It was quiet in front of his locker 30 minutes later. It is usually quiet there, unless Posada has something to say. Then he lets you have it.

"It's the thing people don't always see from Jorge," Yankees general manager Brian Cashman said yesterday. "How emotional he can be. It's mostly because he's always wanted to win as much as anybody we have."
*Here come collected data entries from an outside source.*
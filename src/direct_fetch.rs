//! # Direct Media Fetch
//!
//! Fallback for links that point straight at a media file (`https://host/clip.mp4`)
//! on sites yt-dlp has no extractor for. The response is streamed to disk and aborted
//! as soon as it grows past the size limit.

use std::path::{Path, PathBuf};

use reqwest::header::CONTENT_TYPE;
use reqwest::StatusCode;
use tokio::io::AsyncWriteExt;
use tracing::{debug, info};
use url::Url;

use crate::download_config::{AUDIO_EXTENSIONS, VIDEO_EXTENSIONS};
use crate::download_errors::DownloadError;
use crate::downloader::MediaKind;

const MAX_FILE_NAME_CHARS: usize = 100;

/// Fetch `url` into `dir` when it serves media of the requested kind
pub async fn fetch_direct_media(
    client: &reqwest::Client,
    url: &Url,
    kind: MediaKind,
    dir: &Path,
    max_size: u64,
) -> Result<PathBuf, DownloadError> {
    let mut response = client.get(url.clone()).send().await?;

    let status = response.status();
    if !status.is_success() {
        return Err(match status {
            StatusCode::NOT_FOUND | StatusCode::GONE | StatusCode::FORBIDDEN => {
                DownloadError::Unavailable(format!("server answered {}", status))
            }
            s if s.is_server_error() => DownloadError::Network(format!("server answered {}", s)),
            s => DownloadError::Unsupported(format!("server answered {}", s)),
        });
    }

    let content_type = response
        .headers()
        .get(CONTENT_TYPE)
        .and_then(|v| v.to_str().ok())
        .map(normalize_content_type)
        .unwrap_or_default();

    if !is_media_response(&content_type, url, kind) {
        return Err(DownloadError::Unsupported(format!(
            "no {} behind URL (content type '{}')",
            kind, content_type
        )));
    }

    if let Some(length) = response.content_length() {
        if length > max_size {
            return Err(DownloadError::FileTooLarge {
                size: Some(length),
                limit: max_size,
            });
        }
    }

    let file_name = derive_file_name(url, &content_type, kind);
    let path = dir.join(&file_name);
    info!(file_name = %file_name, content_type = %content_type, "Fetching media directly");

    let mut file = tokio::fs::File::create(&path).await?;
    let mut written: u64 = 0;

    while let Some(chunk) = response.chunk().await? {
        written += chunk.len() as u64;
        if written > max_size {
            drop(file);
            let _ = tokio::fs::remove_file(&path).await;
            return Err(DownloadError::FileTooLarge {
                size: Some(written),
                limit: max_size,
            });
        }
        file.write_all(&chunk).await?;
    }
    file.flush().await?;

    debug!(bytes = written, "Direct fetch finished");
    Ok(path)
}

/// `"Video/MP4; charset=binary"` → `"video/mp4"`
fn normalize_content_type(raw: &str) -> String {
    raw.split(';').next().unwrap_or_default().trim().to_lowercase()
}

fn url_extension(url: &Url) -> Option<String> {
    let last = url.path_segments()?.next_back()?;
    let (_, ext) = last.rsplit_once('.')?;
    Some(ext.to_lowercase())
}

/// Whether the response carries media of the requested kind
///
/// Generic binary content types are accepted when the URL path has a matching
/// extension.
pub fn is_media_response(content_type: &str, url: &Url, kind: MediaKind) -> bool {
    let wanted_prefix = match kind {
        MediaKind::Video => "video/",
        MediaKind::Audio => "audio/",
    };
    if content_type.starts_with(wanted_prefix) {
        return true;
    }

    let generic = content_type.is_empty()
        || content_type == "application/octet-stream"
        || content_type == "binary/octet-stream";
    generic
        && url_extension(url)
            .map(|ext| extensions(kind).contains(&ext.as_str()))
            .unwrap_or(false)
}

fn extensions(kind: MediaKind) -> &'static [&'static str] {
    match kind {
        MediaKind::Video => VIDEO_EXTENSIONS,
        MediaKind::Audio => AUDIO_EXTENSIONS,
    }
}

fn extension_for_content_type(content_type: &str, kind: MediaKind) -> &'static str {
    match content_type {
        "video/mp4" => "mp4",
        "video/webm" => "webm",
        "video/quicktime" => "mov",
        "video/x-matroska" => "mkv",
        "audio/mpeg" | "audio/mp3" => "mp3",
        "audio/mp4" | "audio/x-m4a" => "m4a",
        "audio/ogg" => "ogg",
        "audio/opus" => "opus",
        _ => extensions(kind)[0],
    }
}

/// Build a safe local file name from the last URL path segment
pub fn derive_file_name(url: &Url, content_type: &str, kind: MediaKind) -> String {
    let segment = url
        .path_segments()
        .and_then(|mut segments| segments.next_back())
        .unwrap_or_default();

    let mut stem: String = segment
        .rsplit_once('.')
        .map(|(stem, _)| stem)
        .unwrap_or(segment)
        .chars()
        .map(|c| if c.is_ascii_alphanumeric() || c == '-' || c == '_' { c } else { '_' })
        .take(MAX_FILE_NAME_CHARS)
        .collect();
    if stem.trim_matches('_').is_empty() {
        stem = kind.as_str().to_string();
    }

    let ext = match url_extension(url) {
        Some(ext) if extensions(kind).contains(&ext.as_str()) => ext,
        _ => extension_for_content_type(content_type, kind).to_string(),
    };

    format!("{}.{}", stem, ext)
}
//! # Circuit Breaker Module
//!
//! This module implements the circuit breaker pattern for download operations.
//! When yt-dlp keeps failing (broken install, upstream block, network outage) new
//! requests fail fast instead of each one burning through its retries.

use parking_lot::Mutex;
use std::time::{Duration, Instant};

use crate::download_config::RecoveryConfig;

/// Circuit breaker for download operations
///
/// ```text
/// CLOSED ────failures ≥ threshold────► OPEN
///    ▲                                   │
///    └──────────reset timeout────────────┘
/// ```
///
/// - **CLOSED → OPEN**: when the consecutive failure count reaches
///   `circuit_breaker_threshold`
/// - **OPEN → CLOSED**: once `circuit_breaker_reset_secs` have elapsed since the last
///   failure; the next request tests whether the service recovered
/// - Any success resets the failure count
#[derive(Debug)]
pub struct CircuitBreaker {
    state: Mutex<BreakerState>,
    config: RecoveryConfig,
}

#[derive(Debug, Default)]
struct BreakerState {
    failure_count: u32,
    last_failure_time: Option<Instant>,
}

impl CircuitBreaker {
    /// Create a new circuit breaker with the given configuration
    ///
    /// ```rust
    /// use media_relay_bot::download_config::RecoveryConfig;
    /// use media_relay_bot::circuit_breaker::CircuitBreaker;
    ///
    /// let circuit_breaker = CircuitBreaker::new(RecoveryConfig::default());
    /// assert!(!circuit_breaker.is_open());
    /// ```
    pub fn new(config: RecoveryConfig) -> Self {
        Self {
            state: Mutex::new(BreakerState::default()),
            config,
        }
    }

    /// Check if circuit breaker is open (blocking requests)
    ///
    /// Returns `true` when the failure count is at or above the threshold and the reset
    /// timeout has not elapsed yet. Once it has elapsed the counters are cleared and the
    /// breaker reports closed.
    pub fn is_open(&self) -> bool {
        let mut state = self.state.lock();

        if state.failure_count < self.config.circuit_breaker_threshold {
            return false;
        }

        match state.last_failure_time {
            Some(last_time)
                if last_time.elapsed()
                    < Duration::from_secs(self.config.circuit_breaker_reset_secs) =>
            {
                true
            }
            _ => {
                *state = BreakerState::default();
                false
            }
        }
    }

    /// Record a failed download
    pub fn record_failure(&self) {
        let mut state = self.state.lock();
        state.failure_count += 1;
        state.last_failure_time = Some(Instant::now());
    }

    /// Record a successful download, closing the breaker
    pub fn record_success(&self) {
        *self.state.lock() = BreakerState::default();
    }

    /// Current number of consecutive failures
    pub fn failure_count(&self) -> u32 {
        self.state.lock().failure_count
    }
}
That day in Comerica Park, some Yankees already were out of the shower and dressed and thinking about the bus to the airport. The first moments of next season are always the same when you lose the last game, whether you are home or on the road. They are looking to go, especially when it ends 8-3 and one of the only ones fighting is the catcher. The catcher wasn't going anywhere. He was still in uniform, sitting there in front of the locker. He had at least made that one last swing. He had not made the last out of the season. A year later, against Joe Borowski of the Indians, he just missed hitting a ninth-inning home run that would have brought the Yankees to within a run and scared the Indians half to death. At Comerica, in October of '06, one of the writers came by and told him that this might not be the time to say it, but he was going to say it anyway,
  • what a great Yankee Posada was.

Posada thanked the guy, shook his hand.

"You never think it will end this soon," he said. "Not after what we used to do."

He gets paid now by the Yankees for all of it, what he used to be and what the Yankees used to be, for being
  • one of the last members of the Class of '96 - class in all ways - who is still here."...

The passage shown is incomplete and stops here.